§ **WHAT IS REQUIRED**
Where the word "Value" appears in a line of the entries below, count that line and give the total alone.

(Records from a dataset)
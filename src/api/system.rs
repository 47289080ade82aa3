//! Daemon-wide endpoints: version, info, ping, events, registry login

use serde_json::{json, Value};

use super::request::Query;
use super::stream::JsonStream;
use super::ApiClient;
use crate::transport::Request;
use crate::types::Filters;
use crate::utils::Timestamp;
use crate::Result;

#[derive(Debug, Clone, Default, PartialEq)]
pub struct EventsOptions {
    pub since: Option<Timestamp>,
    /// Without `until` the stream stays open until closed
    pub until: Option<Timestamp>,
    pub filters: Option<Filters>,
}

impl EventsOptions {
    pub fn with_since(mut self, since: impl Into<Timestamp>) -> Self {
        self.since = Some(since.into());
        self
    }

    pub fn with_until(mut self, until: impl Into<Timestamp>) -> Self {
        self.until = Some(until.into());
        self
    }

    pub fn with_filters(mut self, filters: Filters) -> Self {
        self.filters = Some(filters);
        self
    }
}

impl ApiClient {
    /// Daemon and API version report
    pub fn version(&self) -> Result<Value> {
        self.get_json("/version", &Query::new())
    }

    pub fn info(&self) -> Result<Value> {
        self.get_json("/info", &Query::new())
    }

    /// True when the daemon answers `OK`
    pub fn ping(&self) -> Result<bool> {
        let response = self.send(Request::get(self.url("/_ping")))?;
        let body = response.bytes()?;
        Ok(body.trim_ascii() == b"OK")
    }

    /// Live daemon events
    pub fn events(&self, options: &EventsOptions) -> Result<JsonStream<Value>> {
        let query = Query::new()
            .timestamp("since", options.since)
            .timestamp("until", options.until)
            .filters(options.filters.as_ref());
        let request = Request::get(self.url_with_query("/events", &query)).stream(true);
        Ok(JsonStream::new(self.send(request)?))
    }

    /// Check credentials against a registry; the daemon's reply carries
    /// `Status` and possibly an `IdentityToken`
    pub fn login(
        &self,
        username: &str,
        password: &str,
        email: Option<&str>,
        registry: Option<&str>,
    ) -> Result<Value> {
        let body = json!({
            "username": username,
            "password": password,
            "email": email,
            "serveraddress": registry,
        });
        tracing::info!(username, registry = ?registry, "registry login");
        self.post_json("/auth", &Query::new(), Some(&body))
    }
}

§ **SOLUTION BELOW**
5